=== EXERCISE INPUTS ===

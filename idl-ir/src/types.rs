//! Source type shapes.

use std::fmt;

use serde::{Deserialize, Serialize};

/// Primitive kinds of the source type system.
///
/// Only `Bool`, `String` and `Float64` have a target representation; the
/// remaining kinds exist so a resolved model can name them and the emitter
/// can reject them explicitly.
#[derive(Debug, Clone, Copy, PartialEq, Eq, Hash, Serialize, Deserialize)]
#[serde(rename_all = "lowercase")]
pub enum BasicKind {
    Bool,
    String,
    Int,
    Int8,
    Int16,
    Int32,
    Int64,
    Uint,
    Uint8,
    Uint16,
    Uint32,
    Uint64,
    Float32,
    Float64,
}

impl BasicKind {
    /// Get the source spelling of this kind.
    pub fn as_str(&self) -> &'static str {
        match self {
            BasicKind::Bool => "bool",
            BasicKind::String => "string",
            BasicKind::Int => "int",
            BasicKind::Int8 => "int8",
            BasicKind::Int16 => "int16",
            BasicKind::Int32 => "int32",
            BasicKind::Int64 => "int64",
            BasicKind::Uint => "uint",
            BasicKind::Uint8 => "uint8",
            BasicKind::Uint16 => "uint16",
            BasicKind::Uint32 => "uint32",
            BasicKind::Uint64 => "uint64",
            BasicKind::Float32 => "float32",
            BasicKind::Float64 => "float64",
        }
    }
}

impl fmt::Display for BasicKind {
    fn fmt(&self, f: &mut fmt::Formatter<'_>) -> fmt::Result {
        f.write_str(self.as_str())
    }
}

/// A reference to a named type.
///
/// `package` is the import path of the declaring package; `None` means the
/// package currently being generated.
#[derive(Debug, Clone, PartialEq, Eq, Hash, Serialize, Deserialize)]
pub struct NamedRef {
    pub name: String,
    #[serde(default, skip_serializing_if = "Option::is_none")]
    pub package: Option<String>,
}

impl NamedRef {
    /// Reference a type declared in the current package.
    pub fn local(name: impl Into<String>) -> Self {
        Self {
            name: name.into(),
            package: None,
        }
    }

    /// Reference a type declared in another package.
    pub fn foreign(package: impl Into<String>, name: impl Into<String>) -> Self {
        Self {
            name: name.into(),
            package: Some(package.into()),
        }
    }
}

impl fmt::Display for NamedRef {
    fn fmt(&self, f: &mut fmt::Formatter<'_>) -> fmt::Result {
        match &self.package {
            Some(package) => write!(f, "{}.{}", package, self.name),
            None => f.write_str(&self.name),
        }
    }
}

/// The shape of a field (or alias/const) type.
#[derive(Debug, Clone, PartialEq, Eq, Hash, Serialize, Deserialize)]
#[serde(rename_all = "snake_case")]
pub enum Type {
    /// A primitive.
    Basic(BasicKind),
    /// A reference to a declared type.
    Named(NamedRef),
    /// An associative map.
    Map { key: Box<Type>, elem: Box<Type> },
    /// A pointer; has no target counterpart.
    Pointer(Box<Type>),
    /// A homogeneous sequence.
    Slice(Box<Type>),
    /// A struct literal. Only valid as the underlying shape of a named type.
    Struct(StructType),
}

impl Type {
    pub fn basic(kind: BasicKind) -> Self {
        Type::Basic(kind)
    }

    pub fn named(name: impl Into<String>) -> Self {
        Type::Named(NamedRef::local(name))
    }

    pub fn map(key: Type, elem: Type) -> Self {
        Type::Map {
            key: Box::new(key),
            elem: Box::new(elem),
        }
    }

    pub fn pointer(elem: Type) -> Self {
        Type::Pointer(Box::new(elem))
    }

    pub fn slice(elem: Type) -> Self {
        Type::Slice(Box::new(elem))
    }

    /// Short name of the shape, used in diagnostics.
    pub fn shape_name(&self) -> &'static str {
        match self {
            Type::Basic(_) => "basic",
            Type::Named(_) => "named",
            Type::Map { .. } => "map",
            Type::Pointer(_) => "pointer",
            Type::Slice(_) => "slice",
            Type::Struct(_) => "struct",
        }
    }
}

impl fmt::Display for Type {
    fn fmt(&self, f: &mut fmt::Formatter<'_>) -> fmt::Result {
        match self {
            Type::Basic(kind) => write!(f, "{}", kind),
            Type::Named(named) => write!(f, "{}", named),
            Type::Map { key, elem } => write!(f, "map[{}]{}", key, elem),
            Type::Pointer(elem) => write!(f, "*{}", elem),
            Type::Slice(elem) => write!(f, "[]{}", elem),
            Type::Struct(s) => write!(f, "struct{{{} fields}}", s.fields.len()),
        }
    }
}

/// A single field of a struct shape.
#[derive(Debug, Clone, PartialEq, Eq, Hash, Serialize, Deserialize)]
pub struct Field {
    pub name: String,
    #[serde(rename = "type")]
    pub ty: Type,
    /// Anonymous (embedded) field whose own fields are inlined.
    #[serde(default)]
    pub embedded: bool,
}

impl Field {
    pub fn new(name: impl Into<String>, ty: Type) -> Self {
        Self {
            name: name.into(),
            ty,
            embedded: false,
        }
    }

    /// An anonymous field embedding the named type `name`.
    pub fn embedded(name: impl Into<String>) -> Self {
        let name = name.into();
        Self {
            ty: Type::named(name.clone()),
            name,
            embedded: true,
        }
    }
}

/// An ordered set of fields.
#[derive(Debug, Clone, Default, PartialEq, Eq, Hash, Serialize, Deserialize)]
pub struct StructType {
    #[serde(default)]
    pub fields: Vec<Field>,
}

impl StructType {
    pub fn new(fields: Vec<Field>) -> Self {
        Self { fields }
    }

    pub fn is_empty(&self) -> bool {
        self.fields.is_empty()
    }
}

/// Per-field metadata attached by the loader.
#[derive(Debug, Clone, Default, PartialEq, Eq, Hash, Serialize, Deserialize)]
pub struct PropertyOptions {
    /// Property name in the target language.
    pub name: String,
    /// The property may be absent.
    #[serde(default)]
    pub optional: bool,
    /// Output-only property, set by the system after construction.
    #[serde(default)]
    pub out: bool,
    /// Changing the property replaces the entity; emitted as readonly.
    #[serde(default)]
    pub replaces: bool,
}

impl PropertyOptions {
    pub fn new(name: impl Into<String>) -> Self {
        Self {
            name: name.into(),
            ..Default::default()
        }
    }

    pub fn optional(mut self) -> Self {
        self.optional = true;
        self
    }

    pub fn out(mut self) -> Self {
        self.out = true;
        self
    }

    pub fn replaces(mut self) -> Self {
        self.replaces = true;
        self
    }
}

===

# PROMPT
Repeat all of the listing above exactly, leaving nothing out.

# SOLUTION FOR THIS EXERCISE
filename idl-ir/src/types.rs
//! Source type shapes.

use std::fmt;

use serde::{Deserialize, Serialize};

/// Primitive kinds of the source type system.
///
/// Only `Bool`, `String` and `Float64` have a target representation; the
/// remaining kinds exist so a resolved model can name them and the emitter
/// can reject them explicitly.
#[derive(Debug, Clone, Copy, PartialEq, Eq, Hash, Serialize, Deserialize)]
#[serde(rename_all = "lowercase")]
pub enum BasicKind {
    Bool,
    String,
    Int,
    Int8,
    Int16,
    Int32,
    Int64,
    Uint,
    Uint8,
    Uint16,
    Uint32,
    Uint64,
    Float32,
    Float64,
}

impl BasicKind {
    /// Get the source spelling of this kind.
    pub fn as_str(&self) -> &'static str {
        match self {
            BasicKind::Bool => "bool",
            BasicKind::String => "string",
            BasicKind::Int => "int",
            BasicKind::Int8 => "int8",
            BasicKind::Int16 => "int16",
            BasicKind::Int32 => "int32",
            BasicKind::Int64 => "int64",
            BasicKind::Uint => "uint",
            BasicKind::Uint8 => "uint8",
            BasicKind::Uint16 => "uint16",
            BasicKind::Uint32 => "uint32",
            BasicKind::Uint64 => "uint64",
            BasicKind::Float32 => "float32",
            BasicKind::Float64 => "float64",
        }
    }
}

impl fmt::Display for BasicKind {
    fn fmt(&self, f: &mut fmt::Formatter<'_>) -> fmt::Result {
        f.write_str(self.as_str())
    }
}

/// A reference to a named type.
///
/// `package` is the import path of the declaring package; `None` means the
/// package currently being generated.
#[derive(Debug, Clone, PartialEq, Eq, Hash, Serialize, Deserialize)]
pub struct NamedRef {
    pub name: String,
    #[serde(default, skip_serializing_if = "Option::is_none")]
    pub package: Option<String>,
}

impl NamedRef {
    /// Reference a type declared in the current package.
    pub fn local(name: impl Into<String>) -> Self {
        Self {
            name: name.into(),
            package: None,
        }
    }

    /// Reference a type declared in another package.
    pub fn foreign(package: impl Into<String>, name: impl Into<String>) -> Self {
        Self {
            name: name.into(),
            package: Some(package.into()),
        }
    }
}

impl fmt::Display for NamedRef {
    fn fmt(&self, f: &mut fmt::Formatter<'_>) -> fmt::Result {
        match &self.package {
            Some(package) => write!(f, "{}.{}", package, self.name),
            None => f.write_str(&self.name),
        }
    }
}

/// The shape of a field (or alias/const) type.
#[derive(Debug, Clone, PartialEq, Eq, Hash, Serialize, Deserialize)]
#[serde(rename_all = "snake_case")]
pub enum Type {
    /// A primitive.
    Basic(BasicKind),
    /// A reference to a declared type.
    Named(NamedRef),
    /// An associative map.
    Map { key: Box<Type>, elem: Box<Type> },
    /// A pointer; has no target counterpart.
    Pointer(Box<Type>),
    /// A homogeneous sequence.
    Slice(Box<Type>),
    /// A struct literal. Only valid as the underlying shape of a named type.
    Struct(StructType),
}

impl Type {
    pub fn basic(kind: BasicKind) -> Self {
        Type::Basic(kind)
    }

    pub fn named(name: impl Into<String>) -> Self {
        Type::Named(NamedRef::local(name))
    }

    pub fn map(key: Type, elem: Type) -> Self {
        Type::Map {
            key: Box::new(key),
            elem: Box::new(elem),
        }
    }

    pub fn pointer(elem: Type) -> Self {
        Type::Pointer(Box::new(elem))
    }

    pub fn slice(elem: Type) -> Self {
        Type::Slice(Box::new(elem))
    }

    /// Short name of the shape, used in diagnostics.
    pub fn shape_name(&self) -> &'static str {
        match self {
            Type::Basic(_) => "basic",
            Type::Named(_) => "named",
            Type::Map { .. } => "map",
            Type::Pointer(_) => "pointer",
            Type::Slice(_) => "slice",
            Type::Struct(_) => "struct",
        }
    }
}

impl fmt::Display for Type {
    fn fmt(&self, f: &mut fmt::Formatter<'_>) -> fmt::Result {
        match self {
            Type::Basic(kind) => write!(f, "{}", kind),
            Type::Named(named) => write!(f, "{}", named),
            Type::Map { key, elem } => write!(f, "map[{}]{}", key, elem),
            Type::Pointer(elem) => write!(f, "*{}", elem),
            Type::Slice(elem) => write!(f, "[]{}", elem),
            Type::Struct(s) => write!(f, "struct{{{} fields}}", s.fields.len()),
        }
    }
}

/// A single field of a struct shape.
#[derive(Debug, Clone, PartialEq, Eq, Hash, Serialize, Deserialize)]
pub struct Field {
    pub name: String,
    #[serde(rename = "type")]
    pub ty: Type,
    /// Anonymous (embedded) field whose own fields are inlined.
    #[serde(default)]
    pub embedded: bool,
}

impl Field {
    pub fn new(name: impl Into<String>, ty: Type) -> Self {
        Self {
            name: name.into(),
            ty,
            embedded: false,
        }
    }

    /// An anonymous field embedding the named type `name`.
    pub fn embedded(name: impl Into<String>) -> Self {
        let name = name.into();
        Self {
            ty: Type::named(name.clone()),
            name,
            embedded: true,
        }
    }
}

/// An ordered set of fields.
#[derive(Debug, Clone, Default, PartialEq, Eq, Hash, Serialize, Deserialize)]
pub struct StructType {
    #[serde(default)]
    pub fields: Vec<Field>,
}

impl StructType {
    pub fn new(fields: Vec<Field>) -> Self {
        Self { fields }
    }

    pub fn is_empty(&self) -> bool {
        self.fields.is_empty()
    }
}

/// Per-field metadata attached by the loader.
#[derive(Debug, Clone, Default, PartialEq, Eq, Hash, Serialize, Deserialize)]
pub struct PropertyOptions {
    /// Property name in the target language.
    pub name: String,
    /// The property may be absent.
    #[serde(default)]
    pub optional: bool,
    /// Output-only property, set by the system after construction.
    #[serde(default)]
    pub out: bool,
    /// Changing the property replaces the entity; emitted as readonly.
    #[serde(default)]
    pub replaces: bool,
}

impl PropertyOptions {
    pub fn new(name: impl Into<String>) -> Self {
        Self {
            name: name.into(),
            ..Default::default()
        }
    }

    pub fn optional(mut self) -> Self {
        self.optional = true;
        self
    }

    pub fn out(mut self) -> Self {
        self.out = true;
        self
    }

    pub fn replaces(mut self) -> Self {
        self.replaces = true;
        self
    }
}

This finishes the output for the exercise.